**Directions**.
All of the entries need to be written out again, exactly as they are.
------ Provided entries
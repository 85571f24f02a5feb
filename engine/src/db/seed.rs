//! Schema provisioning and synthetic data seeding
//!
//! External ingestion collaborator: resets both stores and loads the demo
//! dataset — five financial records and three strategic documents. The
//! documents are embedded at ingest time with the same configured provider
//! and dimensionality the query path uses, so indexed vectors and query
//! vectors can never diverge.

use sdk::errors::EngineError;
use serde_json::json;
use tracing::info;

use super::{Database, DocumentStore};
use crate::db::records::FinancialRecord;
use crate::llm::embedding::EmbeddingProvider;

/// Counts of what seeding inserted
#[derive(Debug, Clone, Copy)]
pub struct SeedReport {
    pub records: usize,
    pub documents: usize,
}

/// Synthetic financial data
const FINANCIAL_DATA: &[FinancialRecord] = &[
    FinancialRecord {
        date: "2023-10-01",
        department: "IT",
        category: "Software",
        vendor: "AWS",
        amount: 15400.00,
        description: "Cloud Infrastructure Q3",
    },
    FinancialRecord {
        date: "2023-10-05",
        department: "Marketing",
        category: "Ads",
        vendor: "Google Ads",
        amount: 4500.50,
        description: "Q3 Campaign",
    },
    FinancialRecord {
        date: "2023-11-01",
        department: "IT",
        category: "Software",
        vendor: "AWS",
        amount: 16200.00,
        description: "Cloud Infrastructure Q4 Start",
    },
    FinancialRecord {
        date: "2023-11-15",
        department: "HR",
        category: "Training",
        vendor: "Udemy",
        amount: 1200.00,
        description: "Python Training",
    },
    FinancialRecord {
        date: "2023-12-01",
        department: "IT",
        category: "Hardware",
        vendor: "Dell",
        amount: 8500.00,
        description: "New Laptops",
    },
];

/// Synthetic strategic documents
const STRATEGIC_DOCS: &[&str] = &[
    "The Q3 Cloud Strategy focused on scaling our AWS infrastructure to handle \
     the Black Friday traffic surge. This resulted in a 10% increase in spend \
     compared to Q2.",
    "Marketing spend for Q4 is projected to decrease as we shift from paid ads \
     to organic social media growth.",
    "The IT Hardware budget was utilized to upgrade developer laptops. We chose \
     Dell over Apple to maintain compatibility with Windows legacy systems.",
];

/// Reset both stores and load the demo dataset.
///
/// Existing rows are cleared first, so seeding is repeatable during
/// development.
pub async fn seed_demo_data(
    db: &Database,
    embedder: &dyn EmbeddingProvider,
) -> Result<SeedReport, EngineError> {
    info!("Seeding demo data");

    sqlx::query("DELETE FROM financial_records")
        .execute(db.pool())
        .await
        .map_err(|e| EngineError::StoreUnavailable(e.to_string()))?;
    sqlx::query("DELETE FROM strategic_docs")
        .execute(db.pool())
        .await
        .map_err(|e| EngineError::StoreUnavailable(e.to_string()))?;

    for record in FINANCIAL_DATA {
        sqlx::query(
            "INSERT INTO financial_records (date, department, category, vendor, amount, description)
             VALUES (?, ?, ?, ?, ?, ?)",
        )
        .bind(record.date)
        .bind(record.department)
        .bind(record.category)
        .bind(record.vendor)
        .bind(record.amount)
        .bind(record.description)
        .execute(db.pool())
        .await
        .map_err(|e| EngineError::StoreUnavailable(format!("Record insert failed: {}", e)))?;
    }
    info!("Inserted {} financial records", FINANCIAL_DATA.len());

    let docs = DocumentStore::new(db.pool().clone(), embedder.dimension());
    for (position, text) in STRATEGIC_DOCS.iter().enumerate() {
        let embedding = embedder.embed(text).await?;
        docs.insert_chunk(text, &embedding, json!({"source": "seed", "position": position}))
            .await?;
    }
    info!("Indexed {} strategic documents", STRATEGIC_DOCS.len());

    Ok(SeedReport {
        records: FINANCIAL_DATA.len(),
        documents: STRATEGIC_DOCS.len(),
    })
}

#[cfg(test)]
mod tests {
    use super::*;
    use async_trait::async_trait;
    use tempfile::TempDir;

    /// Deterministic stand-in for the embedding endpoint
    struct StubEmbedder {
        dimension: usize,
    }

    #[async_trait]
    impl EmbeddingProvider for StubEmbedder {
        fn dimension(&self) -> usize {
            self.dimension
        }

        async fn embed(&self, text: &str) -> Result<Vec<f32>, EngineError> {
            let mut vector = vec![0.0; self.dimension];
            vector[text.len() % self.dimension] = 1.0;
            Ok(vector)
        }
    }

    #[tokio::test]
    async fn test_seed_inserts_all_rows() {
        let temp_dir = TempDir::new().unwrap();
        let db = Database::new(&temp_dir.path().join("test.db")).await.unwrap();
        let embedder = StubEmbedder { dimension: 4 };

        let report = seed_demo_data(&db, &embedder).await.unwrap();

        assert_eq!(report.records, 5);
        assert_eq!(report.documents, 3);

        let records: i64 = sqlx::query_scalar("SELECT COUNT(*) FROM financial_records")
            .fetch_one(db.pool())
            .await
            .unwrap();
        assert_eq!(records, 5);

        let aws_total: f64 = sqlx::query_scalar(
            "SELECT SUM(amount) FROM financial_records WHERE vendor = 'AWS'",
        )
        .fetch_one(db.pool())
        .await
        .unwrap();
        assert_eq!(aws_total, 31600.0);
    }

    #[tokio::test]
    async fn test_seed_is_repeatable() {
        let temp_dir = TempDir::new().unwrap();
        let db = Database::new(&temp_dir.path().join("test.db")).await.unwrap();
        let embedder = StubEmbedder { dimension: 4 };

        seed_demo_data(&db, &embedder).await.unwrap();
        seed_demo_data(&db, &embedder).await.unwrap();

        let docs: i64 = sqlx::query_scalar("SELECT COUNT(*) FROM strategic_docs")
            .fetch_one(db.pool())
            .await
            .unwrap();
        assert_eq!(docs, 3);
    }
}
------------
**Solution for this problem**.
repository 85571f24f02a5feb
filename engine/src/db/seed.rs
//! Schema provisioning and synthetic data seeding
//!
//! External ingestion collaborator: resets both stores and loads the demo
//! dataset — five financial records and three strategic documents. The
//! documents are embedded at ingest time with the same configured provider
//! and dimensionality the query path uses, so indexed vectors and query
//! vectors can never diverge.

use sdk::errors::EngineError;
use serde_json::json;
use tracing::info;

use super::{Database, DocumentStore};
use crate::db::records::FinancialRecord;
use crate::llm::embedding::EmbeddingProvider;

/// Counts of what seeding inserted
#[derive(Debug, Clone, Copy)]
pub struct SeedReport {
    pub records: usize,
    pub documents: usize,
}

/// Synthetic financial data
const FINANCIAL_DATA: &[FinancialRecord] = &[
    FinancialRecord {
        date: "2023-10-01",
        department: "IT",
        category: "Software",
        vendor: "AWS",
        amount: 15400.00,
        description: "Cloud Infrastructure Q3",
    },
    FinancialRecord {
        date: "2023-10-05",
        department: "Marketing",
        category: "Ads",
        vendor: "Google Ads",
        amount: 4500.50,
        description: "Q3 Campaign",
    },
    FinancialRecord {
        date: "2023-11-01",
        department: "IT",
        category: "Software",
        vendor: "AWS",
        amount: 16200.00,
        description: "Cloud Infrastructure Q4 Start",
    },
    FinancialRecord {
        date: "2023-11-15",
        department: "HR",
        category: "Training",
        vendor: "Udemy",
        amount: 1200.00,
        description: "Python Training",
    },
    FinancialRecord {
        date: "2023-12-01",
        department: "IT",
        category: "Hardware",
        vendor: "Dell",
        amount: 8500.00,
        description: "New Laptops",
    },
];

/// Synthetic strategic documents
const STRATEGIC_DOCS: &[&str] = &[
    "The Q3 Cloud Strategy focused on scaling our AWS infrastructure to handle \
     the Black Friday traffic surge. This resulted in a 10% increase in spend \
     compared to Q2.",
    "Marketing spend for Q4 is projected to decrease as we shift from paid ads \
     to organic social media growth.",
    "The IT Hardware budget was utilized to upgrade developer laptops. We chose \
     Dell over Apple to maintain compatibility with Windows legacy systems.",
];

/// Reset both stores and load the demo dataset.
///
/// Existing rows are cleared first, so seeding is repeatable during
/// development.
pub async fn seed_demo_data(
    db: &Database,
    embedder: &dyn EmbeddingProvider,
) -> Result<SeedReport, EngineError> {
    info!("Seeding demo data");

    sqlx::query("DELETE FROM financial_records")
        .execute(db.pool())
        .await
        .map_err(|e| EngineError::StoreUnavailable(e.to_string()))?;
    sqlx::query("DELETE FROM strategic_docs")
        .execute(db.pool())
        .await
        .map_err(|e| EngineError::StoreUnavailable(e.to_string()))?;

    for record in FINANCIAL_DATA {
        sqlx::query(
            "INSERT INTO financial_records (date, department, category, vendor, amount, description)
             VALUES (?, ?, ?, ?, ?, ?)",
        )
        .bind(record.date)
        .bind(record.department)
        .bind(record.category)
        .bind(record.vendor)
        .bind(record.amount)
        .bind(record.description)
        .execute(db.pool())
        .await
        .map_err(|e| EngineError::StoreUnavailable(format!("Record insert failed: {}", e)))?;
    }
    info!("Inserted {} financial records", FINANCIAL_DATA.len());

    let docs = DocumentStore::new(db.pool().clone(), embedder.dimension());
    for (position, text) in STRATEGIC_DOCS.iter().enumerate() {
        let embedding = embedder.embed(text).await?;
        docs.insert_chunk(text, &embedding, json!({"source": "seed", "position": position}))
            .await?;
    }
    info!("Indexed {} strategic documents", STRATEGIC_DOCS.len());

    Ok(SeedReport {
        records: FINANCIAL_DATA.len(),
        documents: STRATEGIC_DOCS.len(),
    })
}

#[cfg(test)]
mod tests {
    use super::*;
    use async_trait::async_trait;
    use tempfile::TempDir;

    /// Deterministic stand-in for the embedding endpoint
    struct StubEmbedder {
        dimension: usize,
    }

    #[async_trait]
    impl EmbeddingProvider for StubEmbedder {
        fn dimension(&self) -> usize {
            self.dimension
        }

        async fn embed(&self, text: &str) -> Result<Vec<f32>, EngineError> {
            let mut vector = vec![0.0; self.dimension];
            vector[text.len() % self.dimension] = 1.0;
            Ok(vector)
        }
    }

    #[tokio::test]
    async fn test_seed_inserts_all_rows() {
        let temp_dir = TempDir::new().unwrap();
        let db = Database::new(&temp_dir.path().join("test.db")).await.unwrap();
        let embedder = StubEmbedder { dimension: 4 };

        let report = seed_demo_data(&db, &embedder).await.unwrap();

        assert_eq!(report.records, 5);
        assert_eq!(report.documents, 3);

        let records: i64 = sqlx::query_scalar("SELECT COUNT(*) FROM financial_records")
            .fetch_one(db.pool())
            .await
            .unwrap();
        assert_eq!(records, 5);

        let aws_total: f64 = sqlx::query_scalar(
            "SELECT SUM(amount) FROM financial_records WHERE vendor = 'AWS'",
        )
        .fetch_one(db.pool())
        .await
        .unwrap();
        assert_eq!(aws_total, 31600.0);
    }

    #[tokio::test]
    async fn test_seed_is_repeatable() {
        let temp_dir = TempDir::new().unwrap();
        let db = Database::new(&temp_dir.path().join("test.db")).await.unwrap();
        let embedder = StubEmbedder { dimension: 4 };

        seed_demo_data(&db, &embedder).await.unwrap();
        seed_demo_data(&db, &embedder).await.unwrap();

        let docs: i64 = sqlx::query_scalar("SELECT COUNT(*) FROM strategic_docs")
            .fetch_one(db.pool())
            .await
            .unwrap();
        assert_eq!(docs, 3);
    }
}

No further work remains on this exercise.